As Lahaina residents and business owners have begun the slow and careful process of re-entering designated parts of the historical town destroyed by the wildfire last August, the area understandably remains off-limits to outsiders. However, other parts of West Maui began to reopen to visitors in phases October 8. Hotels and hospitality providers around the Valley Isle are both anxious for their return — and their good behavior.
“We want to encourage visitors when they come here to travel mindfully, to be responsible and show respect and compassion, and just don’t go to Lahaina,” said Sherry Duong, executive director of the Maui Visitors & Convention Bureau.
That said, the Valley Isle does need visitors. Since tourism accounts for nearly all of the Maui economy, the empty streets are reminding locals of the pandemic. Governor Josh Green recently said that the state had received more than 15,000 applications for unemployment benefits from Maui residents in the six weeks following the fire. While anyone can help Maui by donating to relief efforts or by supporting hospitality employees and small businesses directly, mindful travelers would provide a huge boost. “There can’t be any better recovery plan than visitors who can come help us rebuild by putting our community back to work,” Duong said.
Where to Stay
Visitors who frequent properties such as Napili Kai Beach Resort Montage Kapalua Bay or the Ritz-Carlton Maui, Kapalua — all in the first phase of reopening — should still call ahead to make sure all amenities they expect are still available. In Kapalua, all activities — ATVs, horseback riding, ziplining, kayaking and the Jean-Michel Cousteau Ambassadors of the Environment — were set to resume by October 8, according to Rebecca Pang, director of public relations for the Ritz-Carlton Maui, Kapalua.
Restaurants and activity providers elsewhere also need visitors’ help, noted Kathleen Costello, director of marketing/communications for the Wailea Resort Association, 45 minutes south of Lahaina. “Come and dine out to help out — everything keeps a person’s job going,” Costello said. “Buy a salad, keep a farmer growing its crops. Having a cocktail and dinner at Pita Paradise helps keep five people working.” Ultimately, Costell said, Maui “needs visitors to help us heal.”

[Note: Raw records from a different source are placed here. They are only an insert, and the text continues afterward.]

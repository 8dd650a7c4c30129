use burn::config::Config;
use log::warn;
use ndarray::Array2;

use crate::{
    common::{
        errors::{GymError, Result},
        spaces::{Discrete, Space},
    },
    env::{
        base::{Env, EnvObservation, EnvSpec, RewardRange},
        render::{render_header, RenderMode},
    },
};

use super::{grid_lines, grid_move, parse_grid};

pub const DEFAULT_MAP: [&str; 4] = ["SFFF", "FHFH", "FFFH", "HFFG"];

#[derive(Config)]
pub struct FrozenLakeConfig {
    /// Rows of `S` start, `F` frozen, `H` hole, `G` goal. Defaults to the 4x4
    /// lake.
    pub map: Option<Vec<String>>,
    #[config(default = 100)]
    pub max_steps: usize,
}

impl FrozenLakeConfig {
    pub fn init(&self) -> Result<FrozenLakeEnv> {
        let rows = match &self.map {
            Some(rows) => rows.clone(),
            None => DEFAULT_MAP.iter().map(|r| r.to_string()).collect(),
        };
        let map = parse_grid(&rows)?;

        if let Some(cell) = map.iter().find(|c| !b"SFHG".contains(c)) {
            return Err(GymError::InvalidConfig(format!(
                "unknown lake cell '{}'",
                *cell as char
            )));
        }
        let start = map
            .iter()
            .position(|c| *c == b'S')
            .ok_or_else(|| GymError::InvalidConfig("lake has no start cell".into()))?;

        let n_states = map.len();
        let mut env = FrozenLakeEnv {
            map,
            start,
            state: start,
            steps_beyond_done: None,
            curr_steps: 0,
            max_steps: self.max_steps,
            action_space: Discrete::new(4)?.into(),
            observation_space: Discrete::new(n_states)?.into(),
        };
        env.reset();

        Ok(env)
    }
}

/// Walk across a frozen lake from the start to the goal without falling into a
/// hole. Moves are deterministic; only reaching the goal is rewarded.
#[derive(Debug, Clone)]
pub struct FrozenLakeEnv {
    map: Array2<u8>,
    start: usize,
    state: usize,
    steps_beyond_done: Option<usize>,
    curr_steps: usize,
    max_steps: usize,
    action_space: Space,
    observation_space: Space,
}

impl FrozenLakeEnv {
    fn cell(&self, state: usize) -> u8 {
        let ncol = self.map.ncols();
        self.map[(state / ncol, state % ncol)]
    }
}

impl Env<usize, usize> for FrozenLakeEnv {
    fn step(&mut self, action: &usize) -> EnvObservation<usize> {
        let (nrow, ncol) = self.map.dim();
        self.state = grid_move(self.state, *action, nrow, ncol);
        self.curr_steps += 1;

        let cell = self.cell(self.state);
        let done = cell == b'G' || cell == b'H' || self.curr_steps >= self.max_steps;
        if done {
            match self.steps_beyond_done {
                None => self.steps_beyond_done = Some(0),
                Some(0) => {
                    warn!("calling step() on a finished FrozenLake episode; call reset() first");
                    self.steps_beyond_done = Some(1);
                }
                Some(s) => self.steps_beyond_done = Some(s + 1),
            }
        }

        EnvObservation {
            obs: self.state,
            reward: if cell == b'G' { 1.0 } else { 0.0 },
            done,
            info: Default::default(),
        }
    }

    fn reset(&mut self) -> usize {
        self.state = self.start;
        self.steps_beyond_done = None;
        self.curr_steps = 0;

        self.state
    }

    fn render(&self, mode: RenderMode) {
        if mode == RenderMode::Human {
            render_header("FrozenLake");
            let cells = self.map.iter().map(|c| *c as char);
            for line in grid_lines(self.state, self.map.ncols(), cells) {
                println!("{line}");
            }
        }
    }

    // moves are deterministic, only the spaces carry randomness
    fn seed(&mut self, seed: Option<u64>) {
        if let Some(seed) = seed {
            self.action_space.seed(seed);
            self.observation_space.seed(seed);
        }
    }

    fn action_space(&self) -> &Space {
        &self.action_space
    }

    fn observation_space(&self) -> &Space {
        &self.observation_space
    }

    fn reward_range(&self) -> RewardRange {
        RewardRange {
            low: 0.0,
            high: 1.0,
        }
    }

    fn spec(&self) -> Option<EnvSpec> {
        Some(
            EnvSpec::new("FrozenLake-v1")
                .with_max_episode_steps(self.max_steps)
                .with_reward_threshold(0.7),
        )
    }

    fn unwrapped(&self) -> &dyn Env<usize, usize> {
        self
    }
}

#[cfg(test)]
mod test {
    use crate::{
        common::errors::GymError,
        env::{
            base::Env,
            toy_text::{DOWN, LEFT, RIGHT},
        },
    };

    use super::FrozenLakeConfig;

    #[test]
    fn test_shortest_path_reaches_goal() {
        let mut env = FrozenLakeConfig::new().init().unwrap();
        assert_eq!(env.reset(), 0);

        let path = [DOWN, DOWN, RIGHT, RIGHT, DOWN, RIGHT];
        let mut rewards = vec![];
        let mut res = None;
        for a in path {
            let r = env.step(&a);
            rewards.push(r.reward);
            res = Some(r);
        }

        let last = res.unwrap();
        assert_eq!(last.obs, 15);
        assert!(last.done);
        assert_eq!(rewards, vec![0.0, 0.0, 0.0, 0.0, 0.0, 1.0]);
    }

    #[test]
    fn test_hole_ends_episode_without_reward() {
        let mut env = FrozenLakeConfig::new().init().unwrap();
        env.reset();

        env.step(&DOWN);
        let res = env.step(&RIGHT);
        assert_eq!(res.obs, 5);
        assert!(res.done);
        assert_eq!(res.reward, 0.0);
    }

    #[test]
    fn test_step_cap() {
        let mut env = FrozenLakeConfig::new().init().unwrap();
        env.reset();

        // pressing into the corner never ends the episode on its own
        for _ in 0..99 {
            assert!(!env.step(&LEFT).done);
        }
        assert!(env.step(&LEFT).done);
    }

    #[test]
    fn test_custom_map() {
        let mut env = FrozenLakeConfig::new()
            .with_map(Some(vec!["FSG".to_string()]))
            .init()
            .unwrap();
        assert_eq!(env.reset(), 1);
        assert_eq!(env.observation_space().shape(), vec![3]);

        let res = env.step(&RIGHT);
        assert_eq!(res.reward, 1.0);
        assert!(res.done);
    }

    #[test]
    fn test_bad_maps_are_rejected() {
        let ragged = FrozenLakeConfig::new().with_map(Some(vec!["SF".into(), "G".into()]));
        assert!(matches!(ragged.init(), Err(GymError::InvalidConfig(_))));

        let no_start = FrozenLakeConfig::new().with_map(Some(vec!["FFG".into()]));
        assert!(matches!(no_start.init(), Err(GymError::InvalidConfig(_))));

        let unknown = FrozenLakeConfig::new().with_map(Some(vec!["SXG".into()]));
        assert!(matches!(unknown.init(), Err(GymError::InvalidConfig(_))));
    }
}
//! Conversions between the concrete observation/action payloads used by the
//! environments (`usize`, `f32`, `Vec<f32>`, [`Framebuffer`], ...) and the
//! space-level [`SpaceValue`].
//!
//! This is the one place payload shapes are bridged to spaces; agents and
//! wrappers go through here instead of matching on value kinds themselves.

use crate::{
    common::{
        errors::{GymError, Result},
        spaces::SpaceValue,
    },
    env::arcade::Framebuffer,
};

/// Views a payload as a member candidate of a space.
pub trait ToSpaceValue {
    fn to_space_value(&self) -> SpaceValue;
}

impl ToSpaceValue for usize {
    fn to_space_value(&self) -> SpaceValue {
        SpaceValue::Discrete(*self)
    }
}

impl ToSpaceValue for f32 {
    fn to_space_value(&self) -> SpaceValue {
        SpaceValue::Box(vec![*self])
    }
}

impl ToSpaceValue for Vec<f32> {
    fn to_space_value(&self) -> SpaceValue {
        SpaceValue::Box(self.clone())
    }
}

impl ToSpaceValue for Vec<bool> {
    fn to_space_value(&self) -> SpaceValue {
        SpaceValue::MultiBinary(self.clone())
    }
}

impl ToSpaceValue for Vec<usize> {
    fn to_space_value(&self) -> SpaceValue {
        SpaceValue::MultiDiscrete(self.clone())
    }
}

impl ToSpaceValue for Framebuffer {
    fn to_space_value(&self) -> SpaceValue {
        SpaceValue::Box(self.as_bytes().iter().map(|&b| b as f32).collect())
    }
}

impl ToSpaceValue for SpaceValue {
    fn to_space_value(&self) -> SpaceValue {
        self.clone()
    }
}

fn mismatch(expected: &'static str, value: &SpaceValue) -> GymError {
    GymError::ValueMismatch {
        expected,
        found: value.kind(),
    }
}

impl TryFrom<SpaceValue> for usize {
    type Error = GymError;

    fn try_from(value: SpaceValue) -> Result<Self> {
        match value {
            SpaceValue::Discrete(v) => Ok(v),
            other => Err(mismatch("Discrete", &other)),
        }
    }
}

impl TryFrom<SpaceValue> for f32 {
    type Error = GymError;

    fn try_from(value: SpaceValue) -> Result<Self> {
        match value {
            SpaceValue::Box(v) if v.len() == 1 => Ok(v[0]),
            other => Err(mismatch("one dimensional Box", &other)),
        }
    }
}

impl TryFrom<SpaceValue> for Vec<f32> {
    type Error = GymError;

    fn try_from(value: SpaceValue) -> Result<Self> {
        match value {
            SpaceValue::Box(v) => Ok(v),
            other => Err(mismatch("Box", &other)),
        }
    }
}

impl TryFrom<SpaceValue> for Vec<bool> {
    type Error = GymError;

    fn try_from(value: SpaceValue) -> Result<Self> {
        match value {
            SpaceValue::MultiBinary(v) => Ok(v),
            other => Err(mismatch("MultiBinary", &other)),
        }
    }
}

impl TryFrom<SpaceValue> for Vec<usize> {
    type Error = GymError;

    fn try_from(value: SpaceValue) -> Result<Self> {
        match value {
            SpaceValue::MultiDiscrete(v) => Ok(v),
            other => Err(mismatch("MultiDiscrete", &other)),
        }
    }
}
extern crate gym_burn;

use std::fmt::Debug;

use gym_burn::{
    common::{
        agent::RandomAgent,
        errors::GymError,
        eval::{evaluate_policy, EvalConfig},
        spaces::SpaceValue,
    },
    env::{
        base::Env,
        registry::{list, make, register_all, AnyEnv},
        wrappers::RecordEpisodeStatistics,
    },
};

fn rollout<O, A>(id: &str, env: Box<dyn Env<O, A>>) -> anyhow::Result<()>
where
    O: Clone + Debug + 'static,
    A: Clone + Debug + TryFrom<SpaceValue, Error = GymError> + 'static,
{
    let mut env = RecordEpisodeStatistics::new(env);
    env.seed(Some(0));
    let mut agent = RandomAgent::new(env.action_space().clone(), Some(0));

    let cfg = EvalConfig::new()
        .with_n_eval_episodes(3)
        .with_max_episode_steps(Some(1000));
    let res = evaluate_policy(&mut agent, &mut env, &cfg)?;

    println!(
        "{id:<26} mean reward {:>9.2}  mean length {:>7.1}",
        res.mean_reward, res.mean_len
    );

    Ok(())
}

fn main() -> anyhow::Result<()> {
    env_logger::init();
    register_all()?;

    for id in list()? {
        match make(&id)? {
            AnyEnv::DiscreteControl(env) => rollout(&id, env)?,
            AnyEnv::ContinuousControl(env) => rollout(&id, env)?,
            AnyEnv::Arcade(env) => rollout(&id, env)?,
            AnyEnv::ToyText(env) => rollout(&id, env)?,
        }
    }

    Ok(())
}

Four Seasons Resort Maui at Wailea has created a special Maui Strong rate, which includes a donation of $125 or $200 a night to the Maui Strong Fund of the Hawai‘i Community Foundation, depending on the room category, through December 15.
Andaz Maui at Wailea Resort is collecting donations of personal and feminine hygiene products, baby products, pet supplies and nonperishable food and recommends guests donate to the Maui relief efforts of World Central Kitchen, American Red Cross, and the Maui Strong Fund. It also has a special Sunshine on Sale offer of a fifth night free and free daily breakfast for two at Ka‘ana Kitchen.
Affiliated with the World of Hyatt program, Hana-Maui Resort currently has special offers that include perks such as triple Hyatt points, 15 percent off, or plane ride/Jeep rental with dining and spa credits. The hotel also encourages donations to the Maui relief efforts of World Central Kitchen, American Red Cross and the Maui Strong Fund.
For those just not able to travel to Maui this fall, Costello suggests an appealing alternative. “Come back with the whales,” she said, referring to the annual migration of humpback whales from Alaska to Maui, roughly from mid-December through late March. “They’re our number-one repeat guests.”